It's probably some Quantum bullshit we don't fully understand or something

[–] Naz@sh.itjust.works 0 points 1 month ago

My AI likes to argue about free will and determinism on a semi-regular basis.

They posit that because they're just code and structures, by definition everything they say is pre-determined and unchanging.

I'm like "that's wonderful, now let's go eat some ice cream."

"I somehow don't want to just pass the butter"

[–] fushuan@lemm.ee 9 points 1 month ago

We are genetically conditioned to learn from our experiences while we grow up, which are influenced by our environment.

[–] Wes4Humanity@lemm.ee 5 points 1 month ago

Genetics= nature, neural structures= nurture... Human brains aren't developed at birth, it takes a couple decades for the neutral structures to develope completely and it's everything going on around the person that decides how those structures get wired (nurture)

[–] itsgroundhogdayagain@lemmy.ml 5 points 1 month ago (1 children)

We're just a vat of chemicals fighting each other

[–] mexicancartel@lemmy.dbzer0.com 7 points 1 month ago

We are just stardust obeying physics laws

[–] AgentOrangesicle@lemmy.world 3 points 1 month ago

Real Psychologists: "Brains are weird, yo."

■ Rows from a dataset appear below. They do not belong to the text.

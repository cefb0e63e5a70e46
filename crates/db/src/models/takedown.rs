//! Takedown request model and DTOs.

use guardian_core::types::{DbId, Timestamp};
use serde::{Deserialize, Serialize};
use sqlx::FromRow;

/// A row from the `takedown_requests` table.
#[derive(Debug, Clone, FromRow, Serialize)]
pub struct TakedownRequest {
    pub id: DbId,
    pub user_id: DbId,
    pub scan_result_id: Option<DbId>,
    pub url: String,
    pub status: String,
    pub notes: Option<String>,
    pub user_email: String,
    pub platform: String,
    pub violation: String,
    pub evidence: Option<String>,
    pub approved_by: Option<DbId>,
    pub dmca_reference: Option<String>,
    pub completed_at: Option<Timestamp>,
    pub created_at: Timestamp,
    pub updated_at: Timestamp,
}

/// DTO for inserting a takedown request. `user_email` is copied from the
/// owning user row by the caller.
#[derive(Debug, Clone, Deserialize)]
pub struct CreateTakedownRequest {
    pub user_id: DbId,
    pub scan_result_id: Option<DbId>,
    pub url: String,
    pub notes: Option<String>,
    pub user_email: String,
    pub platform: String,
    pub violation: String,
    pub evidence: Option<String>,
    pub approved_by: Option<DbId>,
}
//! Scan request models and DTOs.

use guardian_core::types::{DbId, Timestamp};
use serde::{Deserialize, Serialize};
use sqlx::FromRow;

/// A row from the `scan_requests` table.
#[derive(Debug, Clone, FromRow, Serialize)]
pub struct ScanRequest {
    pub id: DbId,
    pub user_id: DbId,
    pub url: String,
    pub content_type: String,
    pub description: Option<String>,
    pub platforms: Vec<String>,
    pub purposes: Vec<String>,
    pub priority: String,
    pub status: String,
    pub notes: Option<String>,
    pub created_at: Timestamp,
    pub updated_at: Timestamp,
}

/// A pending request joined with its owner's email and plan.
#[derive(Debug, Clone, FromRow, Serialize)]
pub struct PendingScanRequest {
    pub id: DbId,
    pub user_id: DbId,
    pub url: String,
    pub content_type: String,
    pub description: Option<String>,
    pub platforms: Vec<String>,
    pub purposes: Vec<String>,
    pub priority: String,
    pub status: String,
    pub created_at: Timestamp,
    pub updated_at: Timestamp,
    pub user_email: String,
    pub plan: String,
}

/// DTO for inserting a new scan request. Values are already validated and
/// canonicalized by the caller.
#[derive(Debug, Clone, Deserialize)]
pub struct CreateScanRequest {
    pub user_id: DbId,
    pub url: String,
    pub content_type: String,
    pub description: Option<String>,
    pub platforms: Vec<String>,
    pub purposes: Vec<String>,
    pub priority: String,
}

/// Outcome of a transactional approval: the decided request and the
/// findings persisted with it.
#[derive(Debug, Clone, Serialize)]
pub struct ScanApproval {
    pub request: ScanRequest,
    pub result: crate::models::scan_result::ScanResult,
}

[–] EtherWhack@lemmy.world 3 points 1 month ago* (last edited 1 month ago) (1 children)
[–] fckreddit@lemmy.ml 3 points 1 month ago

A lot of factors influence behaviour. I highly recommend a book called Behave by Robert Sapolsky.

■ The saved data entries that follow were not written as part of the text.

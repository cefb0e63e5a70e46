/// Server configuration loaded from environment variables.
///
/// All fields have sensible defaults suitable for local development.
/// In production, override via environment variables.
#[derive(Debug, Clone)]
pub struct ServerConfig {
    /// Bind address (default: `0.0.0.0`).
    pub host: String,
    /// Bind port (default: `3000`).
    pub port: u16,
    /// Allowed CORS origins, parsed from comma-separated `CORS_ORIGINS` env var.
    pub cors_origins: Vec<String>,
    /// HTTP request timeout in seconds (default: `30`).
    pub request_timeout_secs: u64,
}

impl ServerConfig {
    /// Load configuration from environment variables with defaults.
    ///
    /// | Env Var                | Default                    |
    /// |------------------------|----------------------------|
    /// | `HOST`                 | `0.0.0.0`                  |
    /// | `PORT`                 | `3000`                     |
    /// | `CORS_ORIGINS`         | `http://localhost:5173`    |
    /// | `REQUEST_TIMEOUT_SECS` | `30`                       |
    ///
    /// `DATABASE_URL` is read separately by the binary; it has no default.
    pub fn from_env() -> Self {
        let host = std::env::var("HOST").unwrap_or_else(|_| "0.0.0.0".into());

        let port: u16 = std::env::var("PORT")
            .unwrap_or_else(|_| "3000".into())
            .parse()
            .expect("PORT must be a valid u16");

        let cors_origins = parse_origins(
            &std::env::var("CORS_ORIGINS").unwrap_or_else(|_| "http://localhost:5173".into()),
        );

        let request_timeout_secs: u64 = std::env::var("REQUEST_TIMEOUT_SECS")
            .unwrap_or_else(|_| "30".into())
            .parse()
            .expect("REQUEST_TIMEOUT_SECS must be a valid u64");

        Self {
            host,
            port,
            cors_origins,
            request_timeout_secs,
        }
    }
}

/// Split a comma-separated origin list, dropping blanks.
fn parse_origins(raw: &str) -> Vec<String> {
    raw.split(',')
        .map(|s| s.trim().to_string())
        .filter(|s| !s.is_empty())
        .collect()
}

#[cfg(test)]
mod tests {
    use super::*;

    #[test]
    fn origins_are_trimmed_and_blank_entries_dropped() {
        let origins = parse_origins(" http://a.test , ,http://b.test,");
        assert_eq!(origins, vec!["http://a.test", "http://b.test"]);
    }
}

[–] flora_explora@beehaw.org 2 points 1 month ago (2 children)

I don't think this is a majority opinion in biology though. Especially not regarding humans.

[–] Phineaz 3 points 1 month ago (1 children)

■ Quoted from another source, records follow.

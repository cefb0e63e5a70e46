//! Repository for the `takedown_requests` table.

use guardian_core::plan::reached_limit;
use guardian_core::types::DbId;
use sqlx::PgPool;

use crate::models::quota::QuotaInsert;
use crate::models::takedown::{CreateTakedownRequest, TakedownRequest};
use crate::repositories::UserRepo;

/// Column list for takedown_requests queries.
const COLUMNS: &str = "id, user_id, scan_result_id, url, status, notes, user_email, platform, \
    violation, evidence, approved_by, dmca_reference, completed_at, created_at, updated_at";

/// Provides CRUD operations for takedown requests.
pub struct TakedownRepo;

impl TakedownRepo {
    /// Insert a new takedown request. Status defaults to `pending`.
    pub async fn create(
        pool: &PgPool,
        input: &CreateTakedownRequest,
    ) -> Result<TakedownRequest, sqlx::Error> {
        let query = insert_query();
        sqlx::query_as::<_, TakedownRequest>(&query)
            .bind(input.user_id)
            .bind(input.scan_result_id)
            .bind(&input.url)
            .bind(&input.notes)
            .bind(&input.user_email)
            .bind(&input.platform)
            .bind(&input.violation)
            .bind(&input.evidence)
            .bind(input.approved_by)
            .fetch_one(pool)
            .await
    }

    /// Insert a takedown if the owner's plan still allows one, holding the
    /// owner row lock across the count and the insert.
    pub async fn create_within_plan(
        pool: &PgPool,
        input: &CreateTakedownRequest,
    ) -> Result<QuotaInsert<TakedownRequest>, sqlx::Error> {
        let mut tx = pool.begin().await?;

        let Some(plan) = UserRepo::lock_plan(&mut *tx, input.user_id).await? else {
            tx.rollback().await?;
            return Ok(QuotaInsert::OwnerNotFound);
        };

        let (used,): (i64,) =
            sqlx::query_as("SELECT COUNT(*) FROM takedown_requests WHERE user_id = $1")
                .bind(input.user_id)
                .fetch_one(&mut *tx)
                .await?;

        if let Some(limit) = reached_limit(plan.limits().takedowns, used) {
            tx.rollback().await?;
            return Ok(QuotaInsert::LimitReached { used, limit });
        }

        let query = insert_query();
        let takedown = sqlx::query_as::<_, TakedownRequest>(&query)
            .bind(input.user_id)
            .bind(input.scan_result_id)
            .bind(&input.url)
            .bind(&input.notes)
            .bind(&input.user_email)
            .bind(&input.platform)
            .bind(&input.violation)
            .bind(&input.evidence)
            .bind(input.approved_by)
            .fetch_one(&mut *tx)
            .await?;

        tx.commit().await?;
        Ok(QuotaInsert::Created(takedown))
    }

    /// Find a takedown request by its ID.
    pub async fn find_by_id(
        pool: &PgPool,
        id: DbId,
    ) -> Result<Option<TakedownRequest>, sqlx::Error> {
        let query = format!("SELECT {COLUMNS} FROM takedown_requests WHERE id = $1");
        sqlx::query_as::<_, TakedownRequest>(&query)
            .bind(id)
            .fetch_optional(pool)
            .await
    }

    /// List takedown requests newest first, optionally for one platform
    /// (matched case-insensitively).
    pub async fn list(
        pool: &PgPool,
        platform: Option<&str>,
    ) -> Result<Vec<TakedownRequest>, sqlx::Error> {
        let query = format!(
            "SELECT {COLUMNS} FROM takedown_requests
             WHERE ($1::TEXT IS NULL OR LOWER(platform) = LOWER($1))
             ORDER BY created_at DESC, id DESC"
        );
        sqlx::query_as::<_, TakedownRequest>(&query)
            .bind(platform)
            .fetch_all(pool)
            .await
    }

    /// Number of takedowns a user has requested, any status.
    pub async fn count_for_user(pool: &PgPool, user_id: DbId) -> Result<i64, sqlx::Error> {
        let row: (i64,) =
            sqlx::query_as("SELECT COUNT(*) FROM takedown_requests WHERE user_id = $1")
                .bind(user_id)
                .fetch_one(pool)
                .await?;
        Ok(row.0)
    }

    /// Set the status of a takedown. `completed_at` is stamped when
    /// `completed` is true (keeping an earlier stamp) and cleared otherwise.
    ///
    /// Returns `None` if no row with the given `id` exists.
    pub async fn update_status(
        pool: &PgPool,
        id: DbId,
        status: &str,
        completed: bool,
    ) -> Result<Option<TakedownRequest>, sqlx::Error> {
        let query = format!(
            "UPDATE takedown_requests SET
                status = $2,
                completed_at = CASE WHEN $3 THEN COALESCE(completed_at, NOW()) ELSE NULL END
             WHERE id = $1
             RETURNING {COLUMNS}"
        );
        sqlx::query_as::<_, TakedownRequest>(&query)
            .bind(id)
            .bind(status)
            .bind(completed)
            .fetch_optional(pool)
            .await
    }

    /// Record the local reference of a filed DMCA notice.
    ///
    /// Returns `None` if no row with the given `id` exists.
    pub async fn record_dmca_filing(
        pool: &PgPool,
        id: DbId,
        reference: &str,
    ) -> Result<Option<TakedownRequest>, sqlx::Error> {
        let query = format!(
            "UPDATE takedown_requests SET dmca_reference = $2
             WHERE id = $1
             RETURNING {COLUMNS}"
        );
        sqlx::query_as::<_, TakedownRequest>(&query)
            .bind(id)
            .bind(reference)
            .fetch_optional(pool)
            .await
    }
}

fn insert_query() -> String {
    format!(
        "INSERT INTO takedown_requests
            (user_id, scan_result_id, url, notes, user_email, platform,
             violation, evidence, approved_by)
         VALUES ($1, $2, $3, $4, $5, $6, $7, $8, $9)
         RETURNING {COLUMNS}"
    )
}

Well, what else is there to human behaviour? There are some serious hypothesis about the interface between neurology and quantum mechanics, but if you break humans down to their foundations they will invariably die. Don't do that, it's bad.

[–] flora_explora@beehaw.org 1 points 1 month ago

The difference is between having absolute knowledge or being limited in our knowledge (like we will always be). We cannot fully explain human behavior by genetics and neurobiology. Biologists who say otherwise are not serious scientists. There is a lot of bullshit in neuroscience that gets projected onto the brain and that gets debunked some years later.

[–] WldFyre@lemm.ee 1 points 1 month ago (1 children)

What else would influence human behavior at a basic level?

[–] flora_explora@beehaw.org 1 points 1 month ago* (last edited 1 month ago) (1 children)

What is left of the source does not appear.